Segment Open
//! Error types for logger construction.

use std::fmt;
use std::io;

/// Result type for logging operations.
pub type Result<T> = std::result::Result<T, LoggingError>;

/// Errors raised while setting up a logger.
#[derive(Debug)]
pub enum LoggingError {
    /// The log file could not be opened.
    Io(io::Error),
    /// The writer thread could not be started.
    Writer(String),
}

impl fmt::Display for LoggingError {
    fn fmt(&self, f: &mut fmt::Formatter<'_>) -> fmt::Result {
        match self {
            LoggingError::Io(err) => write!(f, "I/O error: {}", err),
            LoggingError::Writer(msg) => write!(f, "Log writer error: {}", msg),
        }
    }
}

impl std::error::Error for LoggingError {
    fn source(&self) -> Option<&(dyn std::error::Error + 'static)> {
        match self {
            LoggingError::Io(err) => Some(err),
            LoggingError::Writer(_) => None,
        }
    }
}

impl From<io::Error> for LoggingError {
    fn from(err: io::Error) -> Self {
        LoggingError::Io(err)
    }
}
Segment Closed
Segment Open
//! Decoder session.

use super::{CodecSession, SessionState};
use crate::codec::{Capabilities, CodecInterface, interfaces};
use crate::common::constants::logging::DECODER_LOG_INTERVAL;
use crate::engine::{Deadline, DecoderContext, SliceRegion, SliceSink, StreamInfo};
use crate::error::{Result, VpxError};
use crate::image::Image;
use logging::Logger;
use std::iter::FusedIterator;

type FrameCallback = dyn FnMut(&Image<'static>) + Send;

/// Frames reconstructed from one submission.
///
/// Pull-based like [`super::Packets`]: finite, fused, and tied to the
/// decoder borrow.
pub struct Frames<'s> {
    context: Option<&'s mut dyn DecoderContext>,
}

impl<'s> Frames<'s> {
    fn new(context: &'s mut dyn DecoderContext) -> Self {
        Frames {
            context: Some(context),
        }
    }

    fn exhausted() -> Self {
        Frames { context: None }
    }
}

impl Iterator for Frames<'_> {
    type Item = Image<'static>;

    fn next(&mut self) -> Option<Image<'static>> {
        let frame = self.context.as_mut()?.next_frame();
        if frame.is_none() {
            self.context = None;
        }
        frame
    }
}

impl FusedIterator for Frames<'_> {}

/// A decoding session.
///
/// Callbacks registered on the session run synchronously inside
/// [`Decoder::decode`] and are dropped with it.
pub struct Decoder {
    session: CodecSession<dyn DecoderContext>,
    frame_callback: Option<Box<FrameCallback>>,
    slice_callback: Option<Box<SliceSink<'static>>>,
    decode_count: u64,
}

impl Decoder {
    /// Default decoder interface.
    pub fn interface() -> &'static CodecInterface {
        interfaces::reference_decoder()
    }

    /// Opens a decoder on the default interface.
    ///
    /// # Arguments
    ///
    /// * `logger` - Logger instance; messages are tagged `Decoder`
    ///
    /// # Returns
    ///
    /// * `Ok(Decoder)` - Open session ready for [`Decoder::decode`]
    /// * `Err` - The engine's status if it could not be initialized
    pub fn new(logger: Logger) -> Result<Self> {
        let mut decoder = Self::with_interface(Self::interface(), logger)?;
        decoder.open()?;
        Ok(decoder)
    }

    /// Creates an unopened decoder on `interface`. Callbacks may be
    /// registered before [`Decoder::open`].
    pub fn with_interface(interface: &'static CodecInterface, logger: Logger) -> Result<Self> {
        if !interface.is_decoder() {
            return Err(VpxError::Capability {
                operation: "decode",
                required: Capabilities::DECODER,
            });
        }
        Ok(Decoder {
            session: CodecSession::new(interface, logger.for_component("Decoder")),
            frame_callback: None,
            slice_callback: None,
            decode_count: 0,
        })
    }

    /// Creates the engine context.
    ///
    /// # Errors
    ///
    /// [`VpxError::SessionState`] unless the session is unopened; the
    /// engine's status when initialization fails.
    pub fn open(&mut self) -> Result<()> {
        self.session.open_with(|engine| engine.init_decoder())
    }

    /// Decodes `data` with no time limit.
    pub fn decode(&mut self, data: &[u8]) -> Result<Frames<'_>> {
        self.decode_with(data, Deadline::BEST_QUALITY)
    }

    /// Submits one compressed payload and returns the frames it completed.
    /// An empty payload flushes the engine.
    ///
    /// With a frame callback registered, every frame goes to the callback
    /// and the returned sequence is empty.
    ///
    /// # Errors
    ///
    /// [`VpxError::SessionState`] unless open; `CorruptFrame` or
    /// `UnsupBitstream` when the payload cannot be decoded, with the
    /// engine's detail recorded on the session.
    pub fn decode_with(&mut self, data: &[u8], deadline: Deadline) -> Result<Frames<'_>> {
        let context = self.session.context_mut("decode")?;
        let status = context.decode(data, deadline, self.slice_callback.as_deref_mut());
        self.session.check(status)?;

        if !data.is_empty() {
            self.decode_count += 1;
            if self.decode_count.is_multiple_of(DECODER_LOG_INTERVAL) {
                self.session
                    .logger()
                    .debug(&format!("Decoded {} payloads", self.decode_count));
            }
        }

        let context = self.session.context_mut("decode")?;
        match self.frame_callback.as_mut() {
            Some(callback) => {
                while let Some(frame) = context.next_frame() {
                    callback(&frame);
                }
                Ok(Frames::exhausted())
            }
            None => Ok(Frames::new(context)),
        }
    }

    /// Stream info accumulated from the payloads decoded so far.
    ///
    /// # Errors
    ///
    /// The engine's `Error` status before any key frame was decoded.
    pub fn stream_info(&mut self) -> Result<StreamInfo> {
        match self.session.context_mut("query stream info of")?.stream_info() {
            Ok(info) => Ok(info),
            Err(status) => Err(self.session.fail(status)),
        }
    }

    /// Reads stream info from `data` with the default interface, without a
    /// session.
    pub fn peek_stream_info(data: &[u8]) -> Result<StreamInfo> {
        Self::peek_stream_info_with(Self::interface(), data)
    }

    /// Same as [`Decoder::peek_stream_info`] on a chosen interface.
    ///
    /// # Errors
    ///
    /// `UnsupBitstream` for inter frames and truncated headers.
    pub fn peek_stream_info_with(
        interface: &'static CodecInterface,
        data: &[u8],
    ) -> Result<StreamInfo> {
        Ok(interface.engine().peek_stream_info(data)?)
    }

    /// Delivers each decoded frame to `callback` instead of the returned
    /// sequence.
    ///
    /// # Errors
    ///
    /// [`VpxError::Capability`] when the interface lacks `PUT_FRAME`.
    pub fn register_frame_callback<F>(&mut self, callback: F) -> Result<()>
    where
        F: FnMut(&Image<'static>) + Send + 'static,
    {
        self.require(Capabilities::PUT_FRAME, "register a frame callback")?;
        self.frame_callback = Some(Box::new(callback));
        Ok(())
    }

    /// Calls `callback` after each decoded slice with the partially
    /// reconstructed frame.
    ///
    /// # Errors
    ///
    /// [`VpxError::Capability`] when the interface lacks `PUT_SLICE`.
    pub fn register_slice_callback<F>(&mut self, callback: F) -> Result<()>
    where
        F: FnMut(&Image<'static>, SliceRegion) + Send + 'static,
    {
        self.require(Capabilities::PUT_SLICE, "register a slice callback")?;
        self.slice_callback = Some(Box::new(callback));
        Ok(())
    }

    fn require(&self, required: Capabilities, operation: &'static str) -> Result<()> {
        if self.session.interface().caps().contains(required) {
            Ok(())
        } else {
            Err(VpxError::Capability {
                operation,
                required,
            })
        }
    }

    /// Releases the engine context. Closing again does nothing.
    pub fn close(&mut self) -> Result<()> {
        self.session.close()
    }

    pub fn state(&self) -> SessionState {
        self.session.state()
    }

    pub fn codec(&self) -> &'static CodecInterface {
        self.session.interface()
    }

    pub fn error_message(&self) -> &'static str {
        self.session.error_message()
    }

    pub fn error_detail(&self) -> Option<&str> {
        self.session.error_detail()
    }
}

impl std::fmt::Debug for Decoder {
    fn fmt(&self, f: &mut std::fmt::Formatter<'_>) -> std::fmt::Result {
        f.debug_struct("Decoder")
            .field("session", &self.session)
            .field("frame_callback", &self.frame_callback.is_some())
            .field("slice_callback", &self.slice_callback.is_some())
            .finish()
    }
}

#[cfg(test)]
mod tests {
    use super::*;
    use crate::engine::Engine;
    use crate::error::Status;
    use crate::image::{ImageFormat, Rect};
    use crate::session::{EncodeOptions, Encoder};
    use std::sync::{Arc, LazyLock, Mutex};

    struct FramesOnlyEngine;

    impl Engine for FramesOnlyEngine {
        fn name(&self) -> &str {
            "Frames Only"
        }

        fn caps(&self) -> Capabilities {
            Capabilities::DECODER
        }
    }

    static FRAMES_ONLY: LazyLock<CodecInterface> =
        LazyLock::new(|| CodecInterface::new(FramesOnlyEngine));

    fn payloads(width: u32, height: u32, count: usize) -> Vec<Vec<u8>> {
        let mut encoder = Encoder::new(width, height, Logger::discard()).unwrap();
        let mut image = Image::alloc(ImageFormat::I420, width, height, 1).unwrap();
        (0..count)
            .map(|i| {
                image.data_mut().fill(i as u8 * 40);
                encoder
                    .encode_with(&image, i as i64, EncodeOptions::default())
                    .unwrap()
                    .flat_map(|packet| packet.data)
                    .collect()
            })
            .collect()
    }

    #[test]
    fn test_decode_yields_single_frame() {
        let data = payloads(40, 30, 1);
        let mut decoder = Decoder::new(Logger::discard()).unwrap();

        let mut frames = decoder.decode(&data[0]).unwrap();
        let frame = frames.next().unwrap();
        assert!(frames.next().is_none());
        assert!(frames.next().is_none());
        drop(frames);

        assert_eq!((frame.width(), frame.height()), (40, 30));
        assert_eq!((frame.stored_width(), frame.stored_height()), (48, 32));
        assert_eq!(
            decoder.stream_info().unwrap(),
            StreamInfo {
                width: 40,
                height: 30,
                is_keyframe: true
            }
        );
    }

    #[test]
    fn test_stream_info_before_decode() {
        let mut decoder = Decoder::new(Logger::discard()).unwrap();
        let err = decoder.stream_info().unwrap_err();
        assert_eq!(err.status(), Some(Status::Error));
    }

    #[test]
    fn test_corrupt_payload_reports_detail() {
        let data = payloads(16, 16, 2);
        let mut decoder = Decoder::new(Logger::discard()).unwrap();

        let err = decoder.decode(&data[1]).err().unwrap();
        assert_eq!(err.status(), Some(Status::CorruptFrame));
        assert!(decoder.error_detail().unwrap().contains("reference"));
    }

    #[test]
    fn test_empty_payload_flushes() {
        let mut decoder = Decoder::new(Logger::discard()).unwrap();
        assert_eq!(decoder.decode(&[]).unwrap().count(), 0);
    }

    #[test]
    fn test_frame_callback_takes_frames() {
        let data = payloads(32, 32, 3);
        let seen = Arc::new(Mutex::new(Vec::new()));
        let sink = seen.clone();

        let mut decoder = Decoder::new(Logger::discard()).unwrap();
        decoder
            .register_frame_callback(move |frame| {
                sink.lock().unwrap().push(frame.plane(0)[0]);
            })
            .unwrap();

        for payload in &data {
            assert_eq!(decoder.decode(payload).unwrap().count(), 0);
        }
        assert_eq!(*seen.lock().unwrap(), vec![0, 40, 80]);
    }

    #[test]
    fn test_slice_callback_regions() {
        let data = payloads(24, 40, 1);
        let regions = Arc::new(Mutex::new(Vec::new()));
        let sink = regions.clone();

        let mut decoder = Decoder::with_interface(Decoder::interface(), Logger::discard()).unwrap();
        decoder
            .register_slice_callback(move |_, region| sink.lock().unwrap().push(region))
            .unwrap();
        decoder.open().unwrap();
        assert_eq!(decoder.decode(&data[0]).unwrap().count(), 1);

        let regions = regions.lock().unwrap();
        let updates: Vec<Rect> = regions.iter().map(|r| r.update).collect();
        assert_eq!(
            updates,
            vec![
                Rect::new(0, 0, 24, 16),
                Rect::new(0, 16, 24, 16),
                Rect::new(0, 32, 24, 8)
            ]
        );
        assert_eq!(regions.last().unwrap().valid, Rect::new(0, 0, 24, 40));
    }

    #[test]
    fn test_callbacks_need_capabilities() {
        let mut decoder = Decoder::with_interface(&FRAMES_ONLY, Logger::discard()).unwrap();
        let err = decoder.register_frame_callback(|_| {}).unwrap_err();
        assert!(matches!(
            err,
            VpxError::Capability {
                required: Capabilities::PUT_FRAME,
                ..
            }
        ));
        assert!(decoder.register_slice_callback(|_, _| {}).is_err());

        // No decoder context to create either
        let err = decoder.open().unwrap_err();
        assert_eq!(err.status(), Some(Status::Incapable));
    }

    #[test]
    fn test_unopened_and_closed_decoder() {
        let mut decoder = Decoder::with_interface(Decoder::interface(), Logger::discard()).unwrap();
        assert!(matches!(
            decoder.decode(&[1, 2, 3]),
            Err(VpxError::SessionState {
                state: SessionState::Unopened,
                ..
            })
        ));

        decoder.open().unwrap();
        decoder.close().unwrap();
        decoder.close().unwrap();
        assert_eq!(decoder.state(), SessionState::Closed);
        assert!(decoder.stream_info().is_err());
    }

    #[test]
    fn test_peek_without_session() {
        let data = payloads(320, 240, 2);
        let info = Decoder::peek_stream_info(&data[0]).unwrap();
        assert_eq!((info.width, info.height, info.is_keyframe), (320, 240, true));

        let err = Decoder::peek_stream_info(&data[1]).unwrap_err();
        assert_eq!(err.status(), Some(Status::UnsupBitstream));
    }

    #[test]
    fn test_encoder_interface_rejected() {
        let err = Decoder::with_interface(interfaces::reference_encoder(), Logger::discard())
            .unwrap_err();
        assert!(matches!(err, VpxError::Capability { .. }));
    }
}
Segment Closed
Tell how many lines in the data hold the string "SessionState", giving the number by itself.

(Response area): 7